Like great teachers everywhere, Yogi Bhajan used any material that came to hand to good purpose. In this case, he incorporated the story line of the dawning new age into his teachings, a case of melding Western astrology with Sikh tradition. "Guru Nanak," proclaimed Yogi Bhajan, "was the Guru for the Aquarian Age." It was, he declared, to be an age where people first experienced God, then believed, rather than the old way of believing and then being liberated by one's faith.[10]

The timeline for the arrival of the Aquarian age varied over the years, but in 1992, Yogi Bhajan fixed it at 2012 and gave his students a set of morning meditations to practice until that date to prepare themselves.[11]

Aboriginal connections

Some of Yogi Bhajan's earliest students in Los Angeles had spent time in New Mexico influenced by aboriginal, especially Hopi teachings. To fulfill their wishes, Yogi Bhajan accompanied them in June, 1969 to their summer solstice celebration at the Tesuque Indian reservation outside of Santa Fe.[12]

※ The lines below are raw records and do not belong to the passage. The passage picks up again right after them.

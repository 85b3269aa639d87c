//! Deal and shark records

use serde::{Deserialize, Serialize};

/// Outcome of a pitch
#[derive(Debug, Clone, Copy, PartialEq, Eq, Hash, Serialize, Deserialize)]
#[serde(rename_all = "snake_case")]
pub enum DealStatus {
    Funded,
    NotFunded,
}

impl DealStatus {
    pub fn is_funded(&self) -> bool {
        matches!(self, DealStatus::Funded)
    }

    pub fn label(&self) -> &'static str {
        match self {
            DealStatus::Funded => "Funded",
            DealStatus::NotFunded => "Not Funded",
        }
    }
}

impl std::str::FromStr for DealStatus {
    type Err = String;

    fn from_str(s: &str) -> Result<Self, Self::Err> {
        match s.trim().to_lowercase().replace([' ', '-'], "_").as_str() {
            "funded" => Ok(DealStatus::Funded),
            "not_funded" => Ok(DealStatus::NotFunded),
            other => Err(format!("unknown deal status: {}", other)),
        }
    }
}

/// One pitch from the show
#[derive(Debug, Clone, PartialEq, Serialize, Deserialize)]
pub struct Deal {
    pub startup_name: String,
    pub industry: String,
    pub season: u32,
    /// Asked valuation in rupees
    pub valuation: f64,
    /// Closed deal amount in rupees
    #[serde(default)]
    pub deal_amount: Option<f64>,
    /// Amount invested in lakhs
    #[serde(default)]
    pub amount_invested_lakhs: Option<f64>,
    pub status: DealStatus,
    /// Investing sharks
    #[serde(default)]
    pub sharks: Vec<String>,
}

/// A panel investor
#[derive(Debug, Clone, PartialEq, Eq, Serialize, Deserialize)]
pub struct Shark {
    pub name: String,
    pub company: String,
}

/// Season selector; `None` means every season
#[derive(Debug, Clone, Copy, Default, PartialEq, Eq, Serialize, Deserialize)]
pub struct SeasonFilter(pub Option<u32>);

impl SeasonFilter {
    pub fn all() -> Self {
        Self(None)
    }

    pub fn season(season: u32) -> Self {
        Self(Some(season))
    }

    pub fn matches(&self, deal: &Deal) -> bool {
        self.0.map_or(true, |s| deal.season == s)
    }
}

impl From<Option<u32>> for SeasonFilter {
    fn from(season: Option<u32>) -> Self {
        Self(season)
    }
}
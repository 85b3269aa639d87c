//! WebSocket Handler
//!
//! Handles WebSocket upgrade requests and manages the connection lifecycle.

use axum::{
    extract::{
        ws::{Message, WebSocket, WebSocketUpgrade},
        Query, State,
    },
    response::Response,
};
use futures_util::{SinkExt, StreamExt};
use serde::Deserialize;
use std::sync::Arc;
use tokio::sync::mpsc;

use super::hub::ConnectionHub;
use super::messages::{ClientMessage, ServerMessage};
use crate::api::{ApiError, AppState};
use crate::auth::AuthUser;

/// `GET /ws` query parameters
#[derive(Debug, Default, Deserialize)]
pub struct WsParams {
    /// Bearer token; browsers cannot set headers on a WebSocket handshake
    pub token: Option<String>,
}

/// WebSocket upgrade handler
///
/// An unknown token is refused before the upgrade; no token opens an
/// anonymous socket limited to public channels.
pub async fn websocket_handler(
    ws: WebSocketUpgrade,
    State(state): State<Arc<AppState>>,
    Query(params): Query<WsParams>,
) -> Result<Response, ApiError> {
    let user = match params.token.as_deref() {
        Some(token) => Some(
            state
                .sessions
                .resolve(token)
                .cloned()
                .ok_or_else(|| ApiError::Unauthorized("Invalid token".to_string()))?,
        ),
        None => None,
    };

    let hub = Arc::clone(&state.ws_hub);
    Ok(ws.on_upgrade(move |socket| handle_socket(socket, hub, user)))
}

fn encode(message: &ServerMessage) -> Option<Message> {
    match serde_json::to_string(message) {
        Ok(text) => Some(Message::Text(text)),
        Err(e) => {
            tracing::error!(error = %e, "Failed to serialize message");
            None
        }
    }
}

/// Handle an established WebSocket connection
async fn handle_socket(socket: WebSocket, hub: Arc<ConnectionHub>, user: Option<AuthUser>) {
    let (mut sender, mut receiver) = socket.split();

    // Create channel for sending messages to this connection
    let (tx, mut rx) = mpsc::unbounded_channel::<ServerMessage>();
    let authenticated = user.is_some();

    let connection_id = match hub.register(tx, user).await {
        Ok(id) => id,
        Err(e) => {
            tracing::error!(error = %e, "Failed to register WebSocket connection");
            let error_msg = ServerMessage::Error {
                message: e.to_string(),
            };
            if let Some(msg) = encode(&error_msg) {
                let _ = sender.send(msg).await;
            }
            return;
        }
    };

    let connected_msg = ServerMessage::Connected {
        connection_id: connection_id.clone(),
        authenticated,
    };
    let sent = match encode(&connected_msg) {
        Some(msg) => sender.send(msg).await.is_ok(),
        None => false,
    };
    if !sent {
        tracing::error!(connection_id = %connection_id, "Failed to send connected message");
        hub.unregister(&connection_id).await;
        return;
    }

    let conn_id_for_send = connection_id.clone();

    // Task to forward messages from channel to WebSocket
    let mut send_task = tokio::spawn(async move {
        while let Some(msg) = rx.recv().await {
            let Some(frame) = encode(&msg) else {
                continue;
            };
            if sender.send(frame).await.is_err() {
                tracing::debug!(
                    connection_id = %conn_id_for_send,
                    "WebSocket send failed, closing connection"
                );
                break;
            }
        }
    });

    let hub_for_recv = Arc::clone(&hub);
    let conn_id_for_recv = connection_id.clone();

    // Task to receive messages from WebSocket and handle them
    let mut recv_task = tokio::spawn(async move {
        while let Some(result) = receiver.next().await {
            match result {
                Ok(msg) => {
                    if !handle_ws_message(&hub_for_recv, &conn_id_for_recv, msg).await {
                        break;
                    }
                }
                Err(e) => {
                    tracing::debug!(
                        connection_id = %conn_id_for_recv,
                        error = %e,
                        "WebSocket receive error"
                    );
                    break;
                }
            }
        }
    });

    // Wait for either task to complete
    tokio::select! {
        _ = &mut send_task => {
            recv_task.abort();
        }
        _ = &mut recv_task => {
            send_task.abort();
        }
    }

    // Cleanup: unregister releases every channel subscription
    hub.unregister(&connection_id).await;
}

/// Handle a received WebSocket message
///
/// Returns false if the connection should be closed.
async fn handle_ws_message(hub: &ConnectionHub, connection_id: &str, message: Message) -> bool {
    match message {
        Message::Text(text) => {
            match serde_json::from_str::<ClientMessage>(&text) {
                Ok(client_msg) => {
                    let reply = handle_client_message(hub, connection_id, client_msg).await;
                    let _ = hub.send_to(connection_id, reply).await;
                }
                Err(e) => {
                    tracing::debug!(
                        connection_id = %connection_id,
                        error = %e,
                        "Invalid client message"
                    );
                    let error_msg = ServerMessage::Error {
                        message: format!("Invalid message format: {}", e),
                    };
                    let _ = hub.send_to(connection_id, error_msg).await;
                }
            }
            true
        }
        Message::Binary(_) => {
            let error_msg = ServerMessage::Error {
                message: "Binary messages not supported".to_string(),
            };
            let _ = hub.send_to(connection_id, error_msg).await;
            true
        }
        // Axum answers pings itself
        Message::Ping(_) | Message::Pong(_) => true,
        Message::Close(_) => {
            tracing::debug!(connection_id = %connection_id, "Client requested close");
            false
        }
    }
}

/// Handle a parsed client message, returning the reply
async fn handle_client_message(
    hub: &ConnectionHub,
    connection_id: &str,
    message: ClientMessage,
) -> ServerMessage {
    let result = match message {
        ClientMessage::Subscribe { channels } => hub
            .subscribe(connection_id, &channels)
            .await
            .map(|channels| ServerMessage::Subscribed { channels }),
        ClientMessage::Unsubscribe { channels } => hub
            .unsubscribe(connection_id, &channels)
            .await
            .map(|channels| ServerMessage::Unsubscribed { channels }),
        ClientMessage::Ping => Ok(ServerMessage::Pong),
    };

    result.unwrap_or_else(|e| {
        tracing::warn!(connection_id = %connection_id, error = %e, "WebSocket request rejected");
        ServerMessage::Error {
            message: e.to_string(),
        }
    })
}

#[cfg(test)]
mod tests {
    use super::*;
    use crate::store::{DataStore, Table};
    use crate::websocket::hub::HubConfig;

    async fn connected() -> (ConnectionHub, String, mpsc::UnboundedReceiver<ServerMessage>) {
        let store = Arc::new(DataStore::in_memory().unwrap());
        let hub = ConnectionHub::new(HubConfig::default(), store);
        let (tx, rx) = mpsc::unbounded_channel();
        let id = hub.register(tx, None).await.unwrap();
        (hub, id, rx)
    }

    #[tokio::test]
    async fn test_ping_pong() {
        let (hub, id, mut rx) = connected().await;

        assert!(handle_ws_message(&hub, &id, Message::Text(r#"{"type":"ping"}"#.into())).await);
        assert!(matches!(rx.recv().await, Some(ServerMessage::Pong)));
    }

    #[tokio::test]
    async fn test_subscribe_reply() {
        let (hub, id, mut rx) = connected().await;

        let text = r#"{"type":"subscribe","channels":["feed_topics"]}"#;
        handle_ws_message(&hub, &id, Message::Text(text.into())).await;

        match rx.recv().await {
            Some(ServerMessage::Subscribed { channels }) => {
                assert_eq!(channels, vec![Table::FeedTopics])
            }
            other => panic!("Expected Subscribed, got {:?}", other),
        }
        hub.unregister(&id).await;
    }

    #[tokio::test]
    async fn test_anonymous_chat_subscribe_gets_error() {
        let (hub, id, mut rx) = connected().await;

        let text = r#"{"type":"subscribe","channels":["chat_messages"]}"#;
        handle_ws_message(&hub, &id, Message::Text(text.into())).await;

        match rx.recv().await {
            Some(ServerMessage::Error { message }) => {
                assert_eq!(message, "Please login to subscribe to chat_messages")
            }
            other => panic!("Expected Error, got {:?}", other),
        }
    }

    #[tokio::test]
    async fn test_invalid_json_keeps_connection() {
        let (hub, id, mut rx) = connected().await;

        assert!(handle_ws_message(&hub, &id, Message::Text("not json".into())).await);
        assert!(matches!(rx.recv().await, Some(ServerMessage::Error { .. })));
    }

    #[tokio::test]
    async fn test_close_ends_connection() {
        let (hub, id, _rx) = connected().await;
        assert!(!handle_ws_message(&hub, &id, Message::Close(None)).await);
    }
}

At the next year's celebration, a delegation of Hopi Indian elders arrived. They spoke of their ancient legend that before the end of present age of darkness, a white-clad warrior would come from the East and create an army of white-clad warriors who would rise up and protect the "Unified Supreme Spirit." A sweat lodge ceremony was held and a sacred arrow given in trust to Yogi Bhajan. The elders explained that they had determined he was the white-clad warrior of their legend.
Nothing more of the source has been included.